What you are asked to do:
Copy, from the data below, every line that has "ActionsSetCounter" in it.

(Collection entries)
---
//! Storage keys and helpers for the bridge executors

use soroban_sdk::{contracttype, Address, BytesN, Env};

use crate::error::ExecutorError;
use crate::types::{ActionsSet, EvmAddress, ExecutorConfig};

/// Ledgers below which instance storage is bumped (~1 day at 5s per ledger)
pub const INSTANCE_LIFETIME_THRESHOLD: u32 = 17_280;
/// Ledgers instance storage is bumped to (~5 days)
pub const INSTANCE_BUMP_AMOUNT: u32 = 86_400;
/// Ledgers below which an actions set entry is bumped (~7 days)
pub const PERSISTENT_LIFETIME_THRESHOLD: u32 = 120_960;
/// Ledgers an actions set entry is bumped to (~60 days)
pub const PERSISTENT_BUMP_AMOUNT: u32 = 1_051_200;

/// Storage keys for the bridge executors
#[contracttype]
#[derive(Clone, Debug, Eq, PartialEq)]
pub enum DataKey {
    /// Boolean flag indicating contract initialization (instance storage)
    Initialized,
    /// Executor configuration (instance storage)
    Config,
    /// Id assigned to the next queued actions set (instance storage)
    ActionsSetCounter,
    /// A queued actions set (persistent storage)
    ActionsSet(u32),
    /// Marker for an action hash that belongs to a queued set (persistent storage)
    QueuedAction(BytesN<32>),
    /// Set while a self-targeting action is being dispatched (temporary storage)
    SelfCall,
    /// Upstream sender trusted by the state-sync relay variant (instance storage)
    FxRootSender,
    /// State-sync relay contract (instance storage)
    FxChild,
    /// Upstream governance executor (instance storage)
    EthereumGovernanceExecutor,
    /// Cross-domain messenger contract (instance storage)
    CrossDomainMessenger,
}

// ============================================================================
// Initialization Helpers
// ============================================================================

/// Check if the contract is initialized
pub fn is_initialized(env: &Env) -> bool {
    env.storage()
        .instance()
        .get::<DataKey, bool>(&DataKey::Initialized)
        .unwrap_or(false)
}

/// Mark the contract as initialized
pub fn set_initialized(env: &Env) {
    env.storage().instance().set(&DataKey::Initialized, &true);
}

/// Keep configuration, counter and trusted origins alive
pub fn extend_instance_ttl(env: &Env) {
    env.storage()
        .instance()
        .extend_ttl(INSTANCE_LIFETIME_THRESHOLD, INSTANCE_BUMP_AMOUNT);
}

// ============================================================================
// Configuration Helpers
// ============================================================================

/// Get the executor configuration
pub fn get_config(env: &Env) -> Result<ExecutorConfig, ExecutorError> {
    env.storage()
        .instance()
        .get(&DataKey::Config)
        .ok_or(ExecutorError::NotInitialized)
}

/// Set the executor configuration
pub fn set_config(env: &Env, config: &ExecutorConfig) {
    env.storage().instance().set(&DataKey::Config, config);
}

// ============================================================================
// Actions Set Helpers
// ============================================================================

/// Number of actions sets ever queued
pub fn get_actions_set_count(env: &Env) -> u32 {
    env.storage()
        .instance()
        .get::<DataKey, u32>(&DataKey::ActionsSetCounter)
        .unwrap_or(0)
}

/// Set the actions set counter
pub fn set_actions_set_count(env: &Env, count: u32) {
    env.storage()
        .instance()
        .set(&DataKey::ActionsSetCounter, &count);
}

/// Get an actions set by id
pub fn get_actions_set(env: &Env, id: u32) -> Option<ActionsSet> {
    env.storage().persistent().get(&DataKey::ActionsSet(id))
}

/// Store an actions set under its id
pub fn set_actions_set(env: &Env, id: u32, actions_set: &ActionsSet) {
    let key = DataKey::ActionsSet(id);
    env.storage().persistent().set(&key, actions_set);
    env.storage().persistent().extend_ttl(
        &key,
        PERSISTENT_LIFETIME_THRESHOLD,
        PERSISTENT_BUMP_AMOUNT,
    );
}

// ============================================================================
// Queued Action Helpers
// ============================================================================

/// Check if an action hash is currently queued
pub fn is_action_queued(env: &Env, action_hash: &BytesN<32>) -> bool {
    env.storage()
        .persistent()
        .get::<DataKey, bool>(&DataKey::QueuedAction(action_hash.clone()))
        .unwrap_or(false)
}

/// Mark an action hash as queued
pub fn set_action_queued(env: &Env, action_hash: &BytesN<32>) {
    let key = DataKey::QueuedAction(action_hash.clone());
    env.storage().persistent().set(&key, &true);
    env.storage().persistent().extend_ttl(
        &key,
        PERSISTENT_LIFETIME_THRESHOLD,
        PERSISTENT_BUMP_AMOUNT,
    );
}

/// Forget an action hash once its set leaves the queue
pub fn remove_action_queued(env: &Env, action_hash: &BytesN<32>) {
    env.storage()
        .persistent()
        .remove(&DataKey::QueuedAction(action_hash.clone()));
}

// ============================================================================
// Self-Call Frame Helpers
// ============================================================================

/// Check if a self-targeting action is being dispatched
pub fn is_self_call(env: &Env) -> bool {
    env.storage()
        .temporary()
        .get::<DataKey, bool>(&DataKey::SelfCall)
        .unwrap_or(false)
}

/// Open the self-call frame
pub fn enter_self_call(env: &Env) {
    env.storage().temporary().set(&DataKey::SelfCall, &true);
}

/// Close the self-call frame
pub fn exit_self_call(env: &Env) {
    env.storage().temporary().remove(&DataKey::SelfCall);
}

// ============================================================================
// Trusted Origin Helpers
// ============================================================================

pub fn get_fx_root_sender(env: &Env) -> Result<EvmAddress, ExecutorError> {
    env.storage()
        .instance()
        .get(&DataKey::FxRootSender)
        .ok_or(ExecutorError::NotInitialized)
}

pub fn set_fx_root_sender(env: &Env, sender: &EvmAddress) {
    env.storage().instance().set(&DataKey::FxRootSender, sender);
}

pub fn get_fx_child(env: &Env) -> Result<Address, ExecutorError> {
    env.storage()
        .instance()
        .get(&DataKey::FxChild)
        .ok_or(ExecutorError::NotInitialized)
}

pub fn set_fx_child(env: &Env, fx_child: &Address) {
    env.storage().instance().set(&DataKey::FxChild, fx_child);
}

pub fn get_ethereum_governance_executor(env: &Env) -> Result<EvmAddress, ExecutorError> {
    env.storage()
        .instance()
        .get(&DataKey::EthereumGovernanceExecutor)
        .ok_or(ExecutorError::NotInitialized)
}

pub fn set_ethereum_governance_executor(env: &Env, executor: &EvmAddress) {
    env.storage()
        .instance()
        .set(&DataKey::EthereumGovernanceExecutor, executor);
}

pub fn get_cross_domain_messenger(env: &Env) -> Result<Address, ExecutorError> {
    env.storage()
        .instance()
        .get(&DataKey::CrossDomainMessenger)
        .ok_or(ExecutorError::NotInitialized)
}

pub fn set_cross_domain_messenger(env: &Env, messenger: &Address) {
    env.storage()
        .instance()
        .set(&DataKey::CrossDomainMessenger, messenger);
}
---
Written solution:
    ActionsSetCounter,
        .get::<DataKey, u32>(&DataKey::ActionsSetCounter)
        .set(&DataKey::ActionsSetCounter, &count);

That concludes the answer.